┌────────

//! Database layer for vetclinic.

mod schema;
mod animals;
mod clients;
mod events;

pub use schema::*;
#[allow(unused_imports)]
pub use animals::*;
#[allow(unused_imports)]
pub use clients::*;
pub use events::*;

use chrono::{DateTime, NaiveDate, Utc};
use rusqlite::{Connection, Transaction};
use std::path::Path;
use thiserror::Error;

/// Database errors.
#[derive(Error, Debug)]
pub enum DbError {
    #[error("SQLite error: {0}")]
    Sqlite(#[from] rusqlite::Error),

    #[error("JSON serialization error: {0}")]
    Json(#[from] serde_json::Error),

    #[error("Record not found: {0}")]
    NotFound(String),

    #[error("Constraint violation: {0}")]
    Constraint(String),
}

pub type DbResult<T> = Result<T, DbError>;

/// Database connection wrapper.
pub struct Database {
    conn: Connection,
}

impl Database {
    /// Open database at path, creating if needed.
    pub fn open<P: AsRef<Path>>(path: P) -> DbResult<Self> {
        let conn = Connection::open(path)?;
        let db = Self { conn };
        db.initialize()?;
        Ok(db)
    }

    /// Create in-memory database (for testing).
    pub fn open_in_memory() -> DbResult<Self> {
        let conn = Connection::open_in_memory()?;
        let db = Self { conn };
        db.initialize()?;
        Ok(db)
    }

    /// Initialize schema.
    fn initialize(&self) -> DbResult<()> {
        self.conn.execute_batch(SCHEMA)?;
        Ok(())
    }

    /// Get raw connection (for advanced queries).
    pub fn conn(&self) -> &Connection {
        &self.conn
    }

    /// Begin a transaction. Writes issued through `self` while it is open
    /// join it; dropping it without `commit` rolls all of them back.
    pub fn transaction(&self) -> DbResult<Transaction<'_>> {
        Ok(self.conn.unchecked_transaction()?)
    }

    /// Run `write` atomically: inside the caller's transaction if one is
    /// open, otherwise in a transaction of its own.
    pub(crate) fn write<T>(&self, write: impl FnOnce() -> DbResult<T>) -> DbResult<T> {
        if !self.conn.is_autocommit() {
            return write();
        }

        let tx = self.transaction()?;
        let value = write()?;
        tx.commit()?;
        Ok(value)
    }
}

pub(crate) fn format_timestamp(at: DateTime<Utc>) -> String {
    at.to_rfc3339()
}

pub(crate) fn parse_timestamp(s: &str) -> DbResult<DateTime<Utc>> {
    DateTime::parse_from_rfc3339(s)
        .map(|at| at.with_timezone(&Utc))
        .map_err(|e| DbError::Constraint(format!("Invalid timestamp {}: {}", s, e)))
}

pub(crate) fn parse_date(s: &str) -> DbResult<NaiveDate> {
    NaiveDate::parse_from_str(s, "%Y-%m-%d")
        .map_err(|e| DbError::Constraint(format!("Invalid date {}: {}", s, e)))
}

/// Map a stored text column back to its enum.
pub(crate) fn parse_column<T>(
    value: &str,
    parse: fn(&str) -> Option<T>,
    column: &str,
) -> DbResult<T> {
    parse(value).ok_or_else(|| DbError::Constraint(format!("Unknown {}: {}", column, value)))
}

└────────

# WORK TO BE COMPLETED
Write down again the exact lines running from the beginning of the data to the line containing "#[derive(Error, Debug)]", with both ends included.

# EXERCISE RESPONSE
//! Database layer for vetclinic.

mod schema;
mod animals;
mod clients;
mod events;

pub use schema::*;
#[allow(unused_imports)]
pub use animals::*;
#[allow(unused_imports)]
pub use clients::*;
pub use events::*;

use chrono::{DateTime, NaiveDate, Utc};
use rusqlite::{Connection, Transaction};
use std::path::Path;
use thiserror::Error;

/// Database errors.
#[derive(Error, Debug)]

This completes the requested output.